> [TASK DETAILS]: From the data below, return each line in which the string "body" is found.

> [SOURCE INFORMATION]:
────────────────

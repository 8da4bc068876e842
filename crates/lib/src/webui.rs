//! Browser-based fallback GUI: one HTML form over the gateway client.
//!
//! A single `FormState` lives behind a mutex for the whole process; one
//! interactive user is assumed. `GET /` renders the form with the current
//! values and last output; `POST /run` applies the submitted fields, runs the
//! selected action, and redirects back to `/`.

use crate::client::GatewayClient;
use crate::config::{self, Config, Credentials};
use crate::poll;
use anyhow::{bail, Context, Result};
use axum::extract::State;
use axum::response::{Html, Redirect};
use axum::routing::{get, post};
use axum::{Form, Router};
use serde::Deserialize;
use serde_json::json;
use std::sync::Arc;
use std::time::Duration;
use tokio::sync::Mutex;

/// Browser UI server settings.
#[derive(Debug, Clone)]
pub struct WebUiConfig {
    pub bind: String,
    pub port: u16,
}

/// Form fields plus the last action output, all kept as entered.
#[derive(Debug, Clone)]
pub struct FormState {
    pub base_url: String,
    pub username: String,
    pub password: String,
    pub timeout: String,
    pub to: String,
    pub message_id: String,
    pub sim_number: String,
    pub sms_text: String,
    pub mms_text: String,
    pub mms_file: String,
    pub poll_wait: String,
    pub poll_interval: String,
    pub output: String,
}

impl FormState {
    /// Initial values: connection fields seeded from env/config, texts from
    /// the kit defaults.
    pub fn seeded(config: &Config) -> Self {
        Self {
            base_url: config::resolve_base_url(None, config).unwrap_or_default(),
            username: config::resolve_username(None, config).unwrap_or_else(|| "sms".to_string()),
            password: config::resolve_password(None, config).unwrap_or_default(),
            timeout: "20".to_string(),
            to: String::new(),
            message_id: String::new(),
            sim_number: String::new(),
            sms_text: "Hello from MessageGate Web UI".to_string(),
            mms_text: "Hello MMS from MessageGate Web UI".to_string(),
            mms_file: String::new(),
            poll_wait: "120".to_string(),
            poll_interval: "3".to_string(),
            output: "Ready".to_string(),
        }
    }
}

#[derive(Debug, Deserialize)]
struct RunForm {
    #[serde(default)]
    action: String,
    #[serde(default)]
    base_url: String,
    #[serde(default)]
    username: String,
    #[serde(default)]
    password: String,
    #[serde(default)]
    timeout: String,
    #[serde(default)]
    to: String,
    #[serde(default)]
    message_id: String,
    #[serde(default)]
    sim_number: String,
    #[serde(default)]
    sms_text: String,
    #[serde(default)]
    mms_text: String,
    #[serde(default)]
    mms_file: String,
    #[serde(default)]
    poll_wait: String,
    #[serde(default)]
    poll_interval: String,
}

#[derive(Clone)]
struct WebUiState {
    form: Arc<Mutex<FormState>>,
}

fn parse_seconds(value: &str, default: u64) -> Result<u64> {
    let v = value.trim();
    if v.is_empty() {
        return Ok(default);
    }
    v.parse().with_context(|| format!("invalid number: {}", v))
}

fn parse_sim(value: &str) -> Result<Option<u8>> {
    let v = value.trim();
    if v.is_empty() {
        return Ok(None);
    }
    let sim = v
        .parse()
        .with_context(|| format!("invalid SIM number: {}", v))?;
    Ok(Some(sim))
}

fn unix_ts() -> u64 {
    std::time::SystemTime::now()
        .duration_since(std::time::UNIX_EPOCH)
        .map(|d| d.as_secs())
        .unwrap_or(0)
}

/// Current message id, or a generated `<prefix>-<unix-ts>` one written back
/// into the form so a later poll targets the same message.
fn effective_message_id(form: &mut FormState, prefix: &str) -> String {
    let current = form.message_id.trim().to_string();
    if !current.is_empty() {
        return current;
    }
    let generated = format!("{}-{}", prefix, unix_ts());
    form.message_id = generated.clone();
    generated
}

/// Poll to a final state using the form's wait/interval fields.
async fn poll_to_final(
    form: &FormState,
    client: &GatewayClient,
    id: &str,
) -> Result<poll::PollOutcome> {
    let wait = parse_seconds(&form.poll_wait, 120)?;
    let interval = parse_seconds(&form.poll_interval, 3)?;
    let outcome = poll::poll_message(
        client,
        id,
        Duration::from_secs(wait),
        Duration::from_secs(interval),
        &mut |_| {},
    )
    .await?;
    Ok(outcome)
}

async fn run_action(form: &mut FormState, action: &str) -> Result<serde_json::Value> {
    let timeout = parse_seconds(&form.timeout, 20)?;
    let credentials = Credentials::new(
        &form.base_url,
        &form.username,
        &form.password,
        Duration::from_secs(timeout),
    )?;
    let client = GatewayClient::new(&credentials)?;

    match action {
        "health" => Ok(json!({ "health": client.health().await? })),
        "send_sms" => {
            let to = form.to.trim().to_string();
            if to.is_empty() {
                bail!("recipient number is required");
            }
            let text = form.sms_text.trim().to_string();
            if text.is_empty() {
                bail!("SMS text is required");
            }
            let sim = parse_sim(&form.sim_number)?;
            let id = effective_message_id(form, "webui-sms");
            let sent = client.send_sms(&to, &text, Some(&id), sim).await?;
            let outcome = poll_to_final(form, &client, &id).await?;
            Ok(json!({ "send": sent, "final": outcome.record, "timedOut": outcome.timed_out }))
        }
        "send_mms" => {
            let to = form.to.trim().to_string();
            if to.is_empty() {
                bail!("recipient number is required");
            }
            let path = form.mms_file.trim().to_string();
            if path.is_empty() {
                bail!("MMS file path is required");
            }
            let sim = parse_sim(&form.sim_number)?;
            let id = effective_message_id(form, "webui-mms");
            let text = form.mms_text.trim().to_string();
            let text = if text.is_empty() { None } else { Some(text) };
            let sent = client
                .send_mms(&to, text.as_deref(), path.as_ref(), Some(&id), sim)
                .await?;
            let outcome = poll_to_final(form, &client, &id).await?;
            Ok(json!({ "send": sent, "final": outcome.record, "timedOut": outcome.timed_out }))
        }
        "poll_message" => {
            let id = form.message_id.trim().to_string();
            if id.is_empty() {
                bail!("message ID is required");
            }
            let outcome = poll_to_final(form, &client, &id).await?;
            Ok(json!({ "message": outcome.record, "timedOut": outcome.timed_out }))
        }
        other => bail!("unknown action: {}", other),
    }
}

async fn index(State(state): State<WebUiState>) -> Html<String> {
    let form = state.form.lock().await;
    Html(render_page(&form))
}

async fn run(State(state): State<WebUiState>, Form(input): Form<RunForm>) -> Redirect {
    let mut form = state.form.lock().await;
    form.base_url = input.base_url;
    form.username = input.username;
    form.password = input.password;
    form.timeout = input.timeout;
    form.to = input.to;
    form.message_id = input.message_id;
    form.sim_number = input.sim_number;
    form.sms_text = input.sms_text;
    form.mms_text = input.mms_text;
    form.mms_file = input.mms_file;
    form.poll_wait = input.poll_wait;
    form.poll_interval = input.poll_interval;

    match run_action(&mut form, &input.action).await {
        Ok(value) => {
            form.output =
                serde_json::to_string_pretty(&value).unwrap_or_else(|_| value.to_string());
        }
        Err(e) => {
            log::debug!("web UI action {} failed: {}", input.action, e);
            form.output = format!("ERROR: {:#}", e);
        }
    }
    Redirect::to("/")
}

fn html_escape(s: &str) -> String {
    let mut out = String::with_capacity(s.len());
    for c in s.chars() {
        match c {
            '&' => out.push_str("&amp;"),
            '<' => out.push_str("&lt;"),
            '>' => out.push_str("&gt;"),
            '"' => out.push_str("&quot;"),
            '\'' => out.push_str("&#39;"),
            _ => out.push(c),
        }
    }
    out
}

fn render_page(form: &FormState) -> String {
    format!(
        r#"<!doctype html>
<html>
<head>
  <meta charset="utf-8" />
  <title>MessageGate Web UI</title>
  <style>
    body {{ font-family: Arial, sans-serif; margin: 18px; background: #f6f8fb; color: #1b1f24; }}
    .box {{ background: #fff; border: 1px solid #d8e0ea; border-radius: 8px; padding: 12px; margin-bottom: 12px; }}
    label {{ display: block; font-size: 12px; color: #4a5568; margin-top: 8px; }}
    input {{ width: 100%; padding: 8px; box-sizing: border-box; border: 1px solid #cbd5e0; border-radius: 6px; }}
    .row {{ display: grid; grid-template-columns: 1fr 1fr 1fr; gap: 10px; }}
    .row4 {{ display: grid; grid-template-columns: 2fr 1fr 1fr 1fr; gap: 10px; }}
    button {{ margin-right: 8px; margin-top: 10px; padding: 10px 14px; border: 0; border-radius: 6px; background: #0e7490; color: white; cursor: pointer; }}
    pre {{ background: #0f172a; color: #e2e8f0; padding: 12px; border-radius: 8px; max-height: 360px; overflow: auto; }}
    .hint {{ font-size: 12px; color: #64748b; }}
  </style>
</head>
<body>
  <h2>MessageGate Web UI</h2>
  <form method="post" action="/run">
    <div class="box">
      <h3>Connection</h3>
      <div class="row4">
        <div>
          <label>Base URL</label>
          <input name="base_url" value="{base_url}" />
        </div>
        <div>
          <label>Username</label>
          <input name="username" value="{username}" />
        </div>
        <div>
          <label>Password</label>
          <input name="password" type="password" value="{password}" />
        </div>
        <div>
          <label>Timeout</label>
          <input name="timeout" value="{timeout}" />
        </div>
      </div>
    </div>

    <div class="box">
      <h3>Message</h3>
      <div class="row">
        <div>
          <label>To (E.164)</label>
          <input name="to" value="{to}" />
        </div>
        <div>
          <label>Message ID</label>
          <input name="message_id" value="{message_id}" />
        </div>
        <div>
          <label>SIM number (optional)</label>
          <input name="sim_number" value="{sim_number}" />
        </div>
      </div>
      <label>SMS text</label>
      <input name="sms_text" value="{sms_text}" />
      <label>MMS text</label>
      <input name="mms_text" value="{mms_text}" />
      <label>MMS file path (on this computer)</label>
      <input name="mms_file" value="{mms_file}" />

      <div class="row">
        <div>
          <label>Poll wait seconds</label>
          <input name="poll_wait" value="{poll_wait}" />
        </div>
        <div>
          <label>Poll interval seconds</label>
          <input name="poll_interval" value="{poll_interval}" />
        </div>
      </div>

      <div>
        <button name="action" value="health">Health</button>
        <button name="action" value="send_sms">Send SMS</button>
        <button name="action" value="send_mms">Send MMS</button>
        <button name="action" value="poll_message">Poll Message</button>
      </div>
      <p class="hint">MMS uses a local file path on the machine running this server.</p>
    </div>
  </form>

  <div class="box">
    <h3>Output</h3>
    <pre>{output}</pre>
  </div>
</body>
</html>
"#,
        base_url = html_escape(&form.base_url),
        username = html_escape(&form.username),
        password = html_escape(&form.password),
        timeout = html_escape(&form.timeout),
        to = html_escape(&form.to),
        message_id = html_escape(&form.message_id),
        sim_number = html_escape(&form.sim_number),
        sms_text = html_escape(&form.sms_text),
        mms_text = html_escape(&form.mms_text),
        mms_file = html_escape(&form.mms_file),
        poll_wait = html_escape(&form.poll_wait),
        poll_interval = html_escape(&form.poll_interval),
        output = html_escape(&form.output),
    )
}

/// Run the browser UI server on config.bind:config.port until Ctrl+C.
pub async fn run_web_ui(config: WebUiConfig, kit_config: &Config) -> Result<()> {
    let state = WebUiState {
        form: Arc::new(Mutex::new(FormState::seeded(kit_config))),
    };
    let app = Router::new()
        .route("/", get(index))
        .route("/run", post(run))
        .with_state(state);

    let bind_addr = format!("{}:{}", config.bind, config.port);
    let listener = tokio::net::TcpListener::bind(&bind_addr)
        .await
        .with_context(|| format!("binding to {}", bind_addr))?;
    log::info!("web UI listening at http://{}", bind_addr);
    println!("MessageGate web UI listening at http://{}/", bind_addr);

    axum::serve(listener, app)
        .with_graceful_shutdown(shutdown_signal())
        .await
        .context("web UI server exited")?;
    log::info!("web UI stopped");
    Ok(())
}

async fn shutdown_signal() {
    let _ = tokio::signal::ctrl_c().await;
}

────────────────

> [ANSWER TO THIS PROBLEM]:
    body {{ font-family: Arial, sans-serif; margin: 18px; background: #f6f8fb; color: #1b1f24; }}
<body>
</body>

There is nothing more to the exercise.